The Football Aficionado is a long-feature social documentary film co-directed by Sharmin Mojtahedzadeh and Paliz Khoshdel and co-produced by Paliz Khoshdel and Sharmin Mojtahedzadeh. The subject of the film targets gender discrimination and women's rights in Iran.

== Story ==

The film's story is about Zahra, a 27-year-old Iranian girl living in Tehran and a big fan of Persepolis, one of the capital’s biggest football teams. She has always wished to watch her favorite team as well as the Iranian national team’s games at the stadium.
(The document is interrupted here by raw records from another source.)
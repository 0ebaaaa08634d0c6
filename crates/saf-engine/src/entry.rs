//! Per-prefix forwarding state
//!
//! A [`PrefixEntry`] pairs the [`ReliabilityStatistics`] and the
//! [`ForwardingMatrix`] of one content prefix and turns pipeline outcomes
//! into statistics updates through the prefix's [`MeasureKind`].

use std::collections::BTreeMap;

use rand::Rng;
use serde::{Deserialize, Serialize};
use tracing::{debug, warn};

use saf_core::{ContentPrefix, Delivery, FaceId, ForwardingError, Layer, NextHop};

use crate::config::EngineConfig;
use crate::matrix::{ForwardingMatrix, MatrixParams};
use crate::measure::MeasureKind;
use crate::statistics::ReliabilityStatistics;

/// Forwarding state of one content prefix
#[derive(Debug, Clone)]
pub struct PrefixEntry {
    prefix: ContentPrefix,
    measure: MeasureKind,
    /// FIB costs captured when the entry was created
    initial_costs: BTreeMap<FaceId, u32>,
    stats: ReliabilityStatistics,
    matrix: ForwardingMatrix,
}

impl PrefixEntry {
    /// Create the entry for `prefix`
    ///
    /// `roster` is the engine's live face list. Next hops naming faces
    /// outside the roster are ignored.
    pub fn new(
        prefix: ContentPrefix,
        roster: &[FaceId],
        next_hops: &[NextHop],
        measure: MeasureKind,
        config: &EngineConfig,
    ) -> Self {
        let faces: Vec<FaceId> = roster.iter().copied().filter(|f| !f.is_drop()).collect();
        let mut initial_costs = BTreeMap::new();
        for hop in next_hops {
            if faces.contains(&hop.face) {
                initial_costs.insert(hop.face, hop.cost);
            } else {
                debug!(prefix = %prefix, face = %hop.face, "Ignoring next hop outside the roster");
            }
        }

        let stats = ReliabilityStatistics::new(
            &faces,
            config.max_layers,
            config.history_window,
            config.ema_weight,
        );
        let matrix = ForwardingMatrix::new(
            &faces,
            config.max_layers,
            &initial_costs,
            MatrixParams::from(config),
        );

        Self {
            prefix,
            measure,
            initial_costs,
            stats,
            matrix,
        }
    }

    pub fn prefix(&self) -> &ContentPrefix {
        &self.prefix
    }

    pub fn measure(&self) -> MeasureKind {
        self.measure
    }

    pub fn initial_costs(&self) -> &BTreeMap<FaceId, u32> {
        &self.initial_costs
    }

    pub fn statistics(&self) -> &ReliabilityStatistics {
        &self.stats
    }

    pub fn matrix(&self) -> &ForwardingMatrix {
        &self.matrix
    }

    /// Sample the next face to try for a request of `layer`
    pub fn next_hop<R: Rng + ?Sized>(
        &self,
        layer: Layer,
        tried: &[FaceId],
        rng: &mut R,
    ) -> Result<FaceId, ForwardingError> {
        self.matrix.select_face(layer, tried, rng)
    }

    fn record(&mut self, face: FaceId, layer: Layer, satisfied: bool) {
        if let Err(e) = self.stats.record_outcome(face, layer, satisfied) {
            debug!(prefix = %self.prefix, face = %face, layer, error = %e, "Ignoring outcome");
        }
    }

    /// A response came back on `in_face`
    ///
    /// The response counts as satisfied on `in_face` when it passes the
    /// prefix's measure. Otherwise it is accounted like an expiry on every
    /// face in `out_faces`.
    pub fn record_satisfied(
        &mut self,
        layer: Layer,
        in_face: FaceId,
        out_faces: &[FaceId],
        delivery: &Delivery,
    ) {
        if self.measure.accepts(delivery) {
            self.record(in_face, layer, true);
        } else {
            debug!(prefix = %self.prefix, face = %in_face, ?delivery, "Response failed the measure");
            self.record_expired(layer, out_faces);
        }
    }

    /// The request timed out on every face it was sent to
    pub fn record_expired(&mut self, layer: Layer, out_faces: &[FaceId]) {
        for &face in out_faces {
            self.record(face, layer, false);
        }
    }

    /// Count one unsatisfied request on `face` (NACK or denied admission)
    pub fn record_unsatisfied(&mut self, face: FaceId, layer: Layer) {
        self.record(face, layer, false);
    }

    /// The engine gave up on a request after considering `face`
    ///
    /// Giving up is a correct outcome for the drop row and a failure for
    /// every real face.
    pub fn record_rejection(&mut self, face: FaceId, layer: Layer) {
        self.record(face, layer, face.is_drop());
    }

    /// Close the statistics period and adapt the matrix
    pub fn tick(&mut self) {
        for layer in 0..self.stats.layer_count() {
            if let Err(e) = self.stats.snapshot_and_roll(layer) {
                warn!(prefix = %self.prefix, layer, error = %e, "Statistics roll failed");
            }
        }
        if let Err(e) = self.matrix.update(&self.stats) {
            warn!(prefix = %self.prefix, error = %e, "Matrix update skipped");
        }
    }

    pub fn add_face(&mut self, face: FaceId) {
        self.stats.add_face(face);
        self.matrix.add_face(face);
    }

    pub fn remove_face(&mut self, face: FaceId) {
        self.matrix.remove_face(face);
        self.stats.remove_face(face);
    }

    pub fn probability(&self, face: FaceId, layer: Layer) -> Option<f64> {
        self.matrix.probability(face, layer)
    }

    pub fn threshold(&self, layer: Layer) -> Option<f64> {
        self.matrix.threshold(layer)
    }

    /// Serializable view of the entry's current state
    pub fn snapshot(&self) -> EntrySnapshot {
        let layers = (0..self.matrix.layer_count())
            .map(|layer| LayerSnapshot {
                threshold: self.matrix.threshold(layer).unwrap_or_default(),
                loss_ratio: self.stats.loss_ratio(layer).unwrap_or_default(),
                faces: self
                    .matrix
                    .faces()
                    .iter()
                    .map(|&face| FaceSnapshot {
                        face,
                        probability: self.matrix.probability(face, layer).unwrap_or_default(),
                        reliability: self.stats.reliability(face, layer).unwrap_or_default(),
                        forwarded: self.stats.forwarded(face, layer).unwrap_or_default(),
                    })
                    .collect(),
            })
            .collect();

        EntrySnapshot {
            prefix: self.prefix.clone(),
            measure: self.measure,
            layers,
        }
    }
}

/// Point-in-time view of a [`PrefixEntry`]
#[derive(Debug, Clone, PartialEq, Serialize, Deserialize)]
pub struct EntrySnapshot {
    pub prefix: ContentPrefix,
    pub measure: MeasureKind,
    pub layers: Vec<LayerSnapshot>,
}

#[derive(Debug, Clone, PartialEq, Serialize, Deserialize)]
pub struct LayerSnapshot {
    pub threshold: f64,
    pub loss_ratio: f64,
    pub faces: Vec<FaceSnapshot>,
}

#[derive(Debug, Clone, PartialEq, Serialize, Deserialize)]
pub struct FaceSnapshot {
    pub face: FaceId,
    pub probability: f64,
    /// Reliability derived at the last update
    pub reliability: f64,
    /// Requests forwarded in the last period
    pub forwarded: u64,
}

#[cfg(test)]
mod tests {
    use std::time::Duration;

    use rand::SeedableRng;
    use rand::rngs::StdRng;

    use super::*;

    fn face(id: u32) -> FaceId {
        FaceId::new(id).unwrap()
    }

    fn roster() -> Vec<FaceId> {
        vec![FaceId::DROP, face(1), face(2), face(3)]
    }

    fn entry(measure: MeasureKind) -> PrefixEntry {
        PrefixEntry::new(
            ContentPrefix::root(),
            &roster(),
            &[],
            measure,
            &EngineConfig::default(),
        )
    }

    #[test]
    fn test_fib_costs_intersect_roster() {
        let hops = [NextHop::new(face(1), 1), NextHop::new(face(7), 1)];
        let entry = PrefixEntry::new(
            ContentPrefix::root(),
            &roster(),
            &hops,
            MeasureKind::Ratio,
            &EngineConfig::default(),
        );
        assert_eq!(entry.initial_costs().len(), 1);
        assert_eq!(entry.probability(face(1), 0), Some(1.0));
        assert_eq!(entry.probability(face(2), 0), Some(0.0));
        assert_eq!(entry.probability(face(7), 0), None);
    }

    #[test]
    fn test_outcome_accounting() {
        let mut entry = entry(MeasureKind::Ratio);
        entry.record_satisfied(0, face(1), &[face(1), face(2)], &Delivery::default());
        entry.record_expired(0, &[face(2), face(3)]);
        entry.record_unsatisfied(face(3), 0);
        entry.record_rejection(FaceId::DROP, 0);
        entry.record_rejection(face(2), 0);

        let stats = entry.statistics();
        assert_eq!(stats.current_counts(face(1), 0), Ok((1, 0)));
        assert_eq!(stats.current_counts(face(2), 0), Ok((0, 2)));
        assert_eq!(stats.current_counts(face(3), 0), Ok((0, 2)));
        assert_eq!(stats.current_counts(FaceId::DROP, 0), Ok((1, 0)));
    }

    #[test]
    fn test_failed_measure_counts_as_expiry() {
        let mut entry = entry(MeasureKind::Delay {
            max_delay: Duration::from_millis(100),
        });
        let slow = Delivery::with_rtt(Duration::from_millis(250));
        entry.record_satisfied(0, face(1), &[face(1), face(2)], &slow);

        let stats = entry.statistics();
        assert_eq!(stats.current_counts(face(1), 0), Ok((0, 1)));
        assert_eq!(stats.current_counts(face(2), 0), Ok((0, 1)));
    }

    #[test]
    fn test_outcomes_for_removed_face_are_ignored() {
        let mut entry = entry(MeasureKind::Ratio);
        entry.remove_face(face(2));
        entry.record_unsatisfied(face(2), 0);
        entry.record_unsatisfied(face(1), 5);
        entry.tick();
        assert_eq!(entry.statistics().total_forwarded(0), Ok(0));
    }

    #[test]
    fn test_tick_adapts_matrix() {
        let mut entry = entry(MeasureKind::Ratio);
        for _ in 0..30 {
            entry.record_unsatisfied(face(1), 0);
            entry.record_satisfied(0, face(2), &[face(2)], &Delivery::default());
            entry.record_satisfied(0, face(3), &[face(3)], &Delivery::default());
        }
        entry.tick();
        entry.tick();

        let snapshot = entry.snapshot();
        let layer = &snapshot.layers[0];
        let sum: f64 = layer.faces.iter().map(|f| f.probability).sum();
        assert!((sum - 1.0).abs() < 1e-9);
        assert!(entry.probability(face(1), 0).unwrap() < 1.0 / 3.0);
        assert!(entry.threshold(0).unwrap() <= 0.999);
    }

    #[test]
    fn test_next_hop_skips_tried() {
        let entry = entry(MeasureKind::Ratio);
        let mut rng = StdRng::seed_from_u64(11);
        for _ in 0..100 {
            let hop = entry.next_hop(0, &[face(1), face(3)], &mut rng).unwrap();
            assert_eq!(hop, face(2));
        }
    }

    #[test]
    fn test_snapshot_serializes() {
        let entry = entry(MeasureKind::hops());
        let json = serde_json::to_string(&entry.snapshot()).unwrap();
        assert!(json.contains("\"prefix\":\"/\""));
        assert!(json.contains("probability"));
    }
}
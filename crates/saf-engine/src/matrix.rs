//! Forwarding probability matrix
//!
//! One [`ForwardingMatrix`] per content prefix holds the probability of
//! sending a request of a given layer on each face. Rows follow the sorted
//! face roster (the drop sentinel first), columns are layers. Every column
//! sums to 1 after each public mutation.
//!
//! Once per update period [`ForwardingMatrix::update`] moves probability
//! away from faces whose reliability fell below the layer's threshold,
//! hands as much of it as they can absorb to the reliable faces, parks the
//! rest on the drop row and spends part of the dropped mass probing faces
//! that currently see no traffic. The threshold itself moves towards
//! `threshold_min` while traffic is being dropped and back towards
//! `threshold_max` once nothing is.

use std::collections::{BTreeMap, BTreeSet};

use rand::Rng;
use tracing::{debug, trace};

use saf_core::{FaceId, ForwardingError, Layer};

use crate::config::EngineConfig;
use crate::statistics::ReliabilityStatistics;

/// Tolerance used when checking column sums
pub const COLUMN_EPSILON: f64 = 1e-9;

/// Tunables of the matrix adaptation, taken from [`EngineConfig`]
#[derive(Debug, Clone, Copy, PartialEq)]
pub struct MatrixParams {
    pub threshold_min: f64,
    pub threshold_max: f64,
    pub lambda: f64,
    pub cost_exponent: f64,
    pub min_probe: f64,
}

impl From<&EngineConfig> for MatrixParams {
    fn from(config: &EngineConfig) -> Self {
        Self {
            threshold_min: config.threshold_min,
            threshold_max: config.threshold_max,
            lambda: config.lambda,
            cost_exponent: config.cost_exponent,
            min_probe: config.min_probe,
        }
    }
}

impl Default for MatrixParams {
    fn default() -> Self {
        Self::from(&EngineConfig::default())
    }
}

/// What the statistics say about one face in one layer
#[derive(Debug, Clone, Copy)]
struct Observation {
    face: FaceId,
    reliability: f64,
    forwarded: u64,
    last_satisfied: u64,
    confidence: f64,
    unsatisfied_fraction: f64,
}

/// Per-layer inputs for one update, gathered before anything is mutated
#[derive(Debug, Clone)]
struct LayerObservations {
    faces: Vec<Observation>,
    total_forwarded: u64,
    loss_ratio: f64,
}

impl LayerObservations {
    fn gather(stats: &ReliabilityStatistics, faces: &[FaceId], layer: Layer) -> Result<Self, ForwardingError> {
        let faces = faces
            .iter()
            .filter(|face| !face.is_drop())
            .map(|&face| {
                Ok(Observation {
                    face,
                    reliability: stats.reliability(face, layer)?,
                    forwarded: stats.forwarded(face, layer)?,
                    last_satisfied: stats.last_satisfied(face, layer)?,
                    confidence: stats.confidence(face, layer)?,
                    unsatisfied_fraction: stats.unsatisfied_fraction(face, layer)?,
                })
            })
            .collect::<Result<Vec<_>, ForwardingError>>()?;
        Ok(Self {
            faces,
            total_forwarded: stats.total_forwarded(layer)?,
            loss_ratio: stats.loss_ratio(layer)?,
        })
    }
}

/// Probability table of one content prefix
#[derive(Debug, Clone)]
pub struct ForwardingMatrix {
    /// Sorted roster, drop sentinel first
    faces: Vec<FaceId>,
    /// `table[row][layer]`
    table: Vec<Vec<f64>>,
    thresholds: Vec<f64>,
    params: MatrixParams,
}

impl ForwardingMatrix {
    /// Build a matrix for `faces`, seeded from FIB costs
    ///
    /// Cheaper faces get more probability: each face's weight is
    /// `cost^gamma`, inverted against the weight sum and normalized. Faces
    /// without a cost start at 0. With no costs at all every real face gets
    /// the same share. The drop row starts at 0 unless no real face exists.
    pub fn new(
        faces: &[FaceId],
        layer_count: usize,
        costs: &BTreeMap<FaceId, u32>,
        params: MatrixParams,
    ) -> Self {
        let mut roster: Vec<FaceId> = faces.to_vec();
        roster.push(FaceId::DROP);
        roster.sort();
        roster.dedup();

        let seed = Self::seed_weights(&roster, costs, params.cost_exponent);
        let real_faces = roster.len() - 1;
        let table = roster
            .iter()
            .map(|face| {
                let p = if face.is_drop() {
                    0.0
                } else if seed.is_empty() {
                    1.0 / real_faces as f64
                } else {
                    seed.get(face).copied().unwrap_or(0.0)
                };
                vec![p; layer_count]
            })
            .collect();

        let mut matrix = Self {
            faces: roster,
            table,
            thresholds: vec![params.threshold_max; layer_count],
            params,
        };
        matrix.normalize();
        matrix
    }

    /// Initial probabilities from FIB costs, restricted to `roster`
    fn seed_weights(
        roster: &[FaceId],
        costs: &BTreeMap<FaceId, u32>,
        gamma: f64,
    ) -> BTreeMap<FaceId, f64> {
        // A zero cost would yield an infinite share
        let weights: BTreeMap<FaceId, f64> = costs
            .iter()
            .filter(|(face, _)| !face.is_drop() && roster.binary_search(face).is_ok())
            .map(|(&face, &cost)| (face, f64::from(cost.max(1)).powf(gamma)))
            .collect();

        let sum: f64 = weights.values().sum();
        let inverted: BTreeMap<FaceId, f64> = weights
            .into_iter()
            .map(|(face, w)| (face, sum / w))
            .collect();

        let norm: f64 = inverted.values().sum();
        inverted
            .into_iter()
            .map(|(face, w)| (face, w / norm))
            .collect()
    }

    pub fn faces(&self) -> &[FaceId] {
        &self.faces
    }

    pub fn layer_count(&self) -> usize {
        self.thresholds.len()
    }

    fn row_of(&self, face: FaceId) -> Option<usize> {
        self.faces.binary_search(&face).ok()
    }

    fn check_layer(&self, layer: Layer) -> Result<(), ForwardingError> {
        if layer < self.layer_count() {
            Ok(())
        } else {
            Err(ForwardingError::UnknownLayer {
                layer,
                max: self.layer_count(),
            })
        }
    }

    pub fn probability(&self, face: FaceId, layer: Layer) -> Option<f64> {
        let row = self.row_of(face)?;
        self.table[row].get(layer).copied()
    }

    pub fn threshold(&self, layer: Layer) -> Option<f64> {
        self.thresholds.get(layer).copied()
    }

    /// Every face with its probability for `layer`
    pub fn column(&self, layer: Layer) -> Option<Vec<(FaceId, f64)>> {
        if layer >= self.layer_count() {
            return None;
        }
        Some(
            self.faces
                .iter()
                .zip(&self.table)
                .map(|(&face, row)| (face, row[layer]))
                .collect(),
        )
    }

    /// Pick the next face for a request of `layer`
    ///
    /// Returns the drop sentinel when the faces already tried carry at least
    /// the layer's threshold in probability mass. Otherwise samples among
    /// the untried faces, their probabilities renormalized.
    ///
    /// A uniform draw `u` in `[0, 1)` picks the first candidate whose
    /// cumulative probability is strictly greater than `u`. A zero-probability
    /// row therefore never wins, even at `u == 0`, where the inclusive
    /// `cumulative >= u` comparison would pick it.
    pub fn select_face<R: Rng + ?Sized>(
        &self,
        layer: Layer,
        tried: &[FaceId],
        rng: &mut R,
    ) -> Result<FaceId, ForwardingError> {
        self.check_layer(layer)?;

        let tried: BTreeSet<FaceId> = tried.iter().copied().collect();
        let mut tried_mass = 0.0;
        for &face in &tried {
            let row = self
                .row_of(face)
                .ok_or(ForwardingError::TriedFaceMissing(face))?;
            tried_mass += self.table[row][layer];
        }
        if tried_mass > 0.0 && tried_mass >= self.thresholds[layer] {
            return Ok(FaceId::DROP);
        }

        let mut candidates: Vec<(FaceId, f64)> = self
            .faces
            .iter()
            .zip(&self.table)
            .filter(|(face, _)| !tried.contains(face))
            .map(|(&face, row)| (face, row[layer]))
            .collect();
        if candidates.is_empty() {
            return Ok(FaceId::DROP);
        }
        normalize_column(candidates.iter_mut().map(|(_, p)| p));

        let u: f64 = rng.random();
        let mut cumulative = 0.0;
        for (face, p) in candidates {
            cumulative += p;
            if u < cumulative {
                return Ok(face);
            }
        }
        Ok(FaceId::DROP)
    }

    /// Adapt every layer to the latest statistics snapshot
    ///
    /// Every face of the matrix must be known to `stats`; otherwise nothing
    /// is changed and the error is returned.
    pub fn update(&mut self, stats: &ReliabilityStatistics) -> Result<(), ForwardingError> {
        let observations = (0..self.layer_count())
            .map(|layer| LayerObservations::gather(stats, &self.faces, layer))
            .collect::<Result<Vec<_>, _>>()?;

        for (layer, obs) in observations.iter().enumerate() {
            self.update_layer(layer, obs);
        }
        self.normalize();
        Ok(())
    }

    fn update_layer(&mut self, layer: Layer, obs: &LayerObservations) {
        let t = self.thresholds[layer];
        let drop_row = 0;

        let mut reliable = Vec::new();
        let mut probing = Vec::new();
        let mut unreliable = Vec::new();
        for o in &obs.faces {
            if o.reliability < t {
                unreliable.push(*o);
            } else if o.forwarded > 0 {
                reliable.push(*o);
            } else {
                probing.push(*o);
            }
        }
        trace!(
            layer,
            threshold = t,
            reliable = reliable.len(),
            probing = probing.len(),
            unreliable = unreliable.len(),
            "Classified faces"
        );

        let mut pool = self.table[drop_row][layer];
        for o in &unreliable {
            let Some(row) = self.row_of(o.face) else {
                continue;
            };
            let removed = (o.confidence * o.unsatisfied_fraction).min(self.table[row][layer]);
            self.table[row][layer] -= removed;
            pool += removed;
            trace!(face = %o.face, layer, removed, "Removed probability from unreliable face");
        }

        if pool > 0.0 {
            if !reliable.is_empty() && obs.total_forwarded > 0 {
                let headroom: Vec<(FaceId, f64)> = reliable
                    .iter()
                    .map(|o| (o.face, o.last_satisfied as f64 / t - o.forwarded as f64))
                    .collect();
                let headroom_sum: f64 = headroom.iter().map(|(_, h)| h).sum();

                if headroom_sum > 0.0 {
                    let shifted = (headroom_sum / obs.total_forwarded as f64).min(pool);
                    for (face, h) in &headroom {
                        if let Some(row) = self.row_of(*face) {
                            self.table[row][layer] += shifted * h / headroom_sum;
                        }
                    }
                    pool -= shifted;
                    trace!(layer, shifted, "Shifted probability to reliable faces");
                }
            }

            self.table[drop_row][layer] = pool;

            if self.table[drop_row][layer] > 0.0 {
                self.probe(layer, &probing, obs.loss_ratio);

                if self.table[drop_row][layer] > 1.0 - t {
                    self.decrease_threshold(layer);
                }
            }
        } else if obs.total_forwarded > 0 {
            self.increase_threshold(layer);
        }
    }

    /// Move part of the dropped mass to faces that see no traffic
    fn probe(&mut self, layer: Layer, probing: &[Observation], loss_ratio: f64) {
        if probing.is_empty() {
            return;
        }

        let l = layer as f64;
        let layer_weight = 1.0 / ((1.0 + l).powi(2) - l);
        let budget = self.table[0][layer] * loss_ratio * layer_weight;
        if budget < self.params.min_probe {
            return;
        }
        self.table[0][layer] -= budget;

        let rows: Vec<usize> = probing.iter().filter_map(|o| self.row_of(o.face)).collect();
        let base_sum: f64 = rows.iter().map(|&row| self.table[row][0]).sum();
        for &row in &rows {
            let share = if layer == 0 || base_sum == 0.0 {
                budget / rows.len() as f64
            } else {
                budget * self.table[row][0] / base_sum
            };
            self.table[row][layer] += share;
        }
        debug!(layer, budget, faces = rows.len(), "Probing idle faces");
    }

    fn increase_threshold(&mut self, layer: Layer) {
        let t = self.thresholds[layer];
        self.set_threshold(layer, t + (self.params.threshold_max - t) * self.params.lambda);
    }

    fn decrease_threshold(&mut self, layer: Layer) {
        let t = self.thresholds[layer];
        self.set_threshold(layer, t - (t - self.params.threshold_min) * self.params.lambda);
    }

    fn set_threshold(&mut self, layer: Layer, value: f64) {
        let clamped = value.clamp(self.params.threshold_min, self.params.threshold_max);
        if clamped != self.thresholds[layer] {
            debug!(layer, threshold = clamped, "Reliability threshold changed");
        }
        self.thresholds[layer] = clamped;
    }

    /// Insert a zero row for a new face
    pub fn add_face(&mut self, face: FaceId) {
        if let Err(row) = self.faces.binary_search(&face) {
            self.faces.insert(row, face);
            self.table.insert(row, vec![0.0; self.layer_count()]);
            self.normalize();
        }
    }

    /// Delete a face's row; its mass is spread over the remaining rows
    pub fn remove_face(&mut self, face: FaceId) {
        if face.is_drop() {
            return;
        }
        if let Some(row) = self.row_of(face) {
            self.faces.remove(row);
            self.table.remove(row);
            self.normalize();
        }
    }

    fn normalize(&mut self) {
        for layer in 0..self.layer_count() {
            normalize_column(self.table.iter_mut().map(|row| &mut row[layer]));
        }
    }

    /// Sum of a layer's column
    pub fn column_sum(&self, layer: Layer) -> f64 {
        self.table.iter().filter_map(|row| row.get(layer)).sum()
    }
}

/// Scale a column to sum to 1; an all-zero column becomes uniform
fn normalize_column<'a>(column: impl Iterator<Item = &'a mut f64>) {
    let mut cells: Vec<&mut f64> = column.collect();
    if cells.is_empty() {
        return;
    }
    let sum: f64 = cells.iter().map(|p| p.max(0.0)).sum();
    if sum == 0.0 {
        let uniform = 1.0 / cells.len() as f64;
        for p in &mut cells {
            **p = uniform;
        }
    } else {
        for p in &mut cells {
            **p = p.max(0.0) / sum;
        }
    }
}
//! Periodic engine maintenance
//!
//! The [`UpdateScheduler`] drives the two timers of a [`ForwardingEngine`]
//! from one tokio task: the table update every `update_interval` and the
//! limiter refill every `fill_interval`. Both run in the same task, so they
//! never overlap; a tick that comes due while another is running is
//! delayed rather than bunched up.
//!
//! The task runs inside an `update_scheduler` span attributed to the
//! engine's router.

use std::sync::Arc;

use tokio::sync::broadcast;
use tokio::task::JoinHandle;
use tokio::time::{MissedTickBehavior, interval};
use tracing::{Instrument, debug, info_span};

use saf_core::RouterContext;

use crate::engine::ForwardingEngine;

/// Handle to a running update loop
pub struct UpdateScheduler {
    shutdown: broadcast::Sender<()>,
    handle: JoinHandle<()>,
}

impl UpdateScheduler {
    /// Start the update loop for `engine`
    ///
    /// Must be called within a tokio runtime. The intervals come from the
    /// engine's configuration.
    pub fn spawn<R>(engine: Arc<ForwardingEngine<R>>) -> Self
    where
        R: RouterContext + 'static,
    {
        let (shutdown, _) = broadcast::channel(1);
        let handle = Self::spawn_with_shutdown(engine, shutdown.subscribe());
        Self { shutdown, handle }
    }

    /// Start the update loop, stopping when `shutdown_rx` fires
    pub fn spawn_with_shutdown<R>(
        engine: Arc<ForwardingEngine<R>>,
        mut shutdown_rx: broadcast::Receiver<()>,
    ) -> JoinHandle<()>
    where
        R: RouterContext + 'static,
    {
        let update_every = engine.config().update_interval;
        let fill_every = engine.config().limiter.fill_interval;
        let span = {
            let _context = engine.router_context();
            info_span!("update_scheduler", router = %engine.router_name())
        };

        let task = async move {
            let mut update = interval(update_every);
            update.set_missed_tick_behavior(MissedTickBehavior::Delay);
            let mut fill = interval(fill_every);
            fill.set_missed_tick_behavior(MissedTickBehavior::Delay);

            // Both intervals fire immediately; skip that first tick
            update.tick().await;
            fill.tick().await;

            loop {
                tokio::select! {
                    _ = shutdown_rx.recv() => {
                        debug!(router = %engine.router_name(), "Update scheduler shutting down");
                        break;
                    }
                    _ = update.tick() => {
                        engine.tick();
                    }
                    _ = fill.tick() => {
                        engine.refill_limiters();
                    }
                }
            }
        };
        tokio::spawn(task.instrument(span))
    }

    /// Signal the loop to stop and wait for it
    pub async fn shutdown(self) {
        let _ = self.shutdown.send(());
        let _ = self.handle.await;
    }

    pub fn is_finished(&self) -> bool {
        self.handle.is_finished()
    }
}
However, according to an unwritten law, women are not allowed to go to stadiums and watch football games. For this reason, Zahra decides to disguise herself as a man to be able to enter the stadium without foreseeing that her action would go viral across social media and be covered by the popular press, giving the example to other women and starting a movement against this discrimination.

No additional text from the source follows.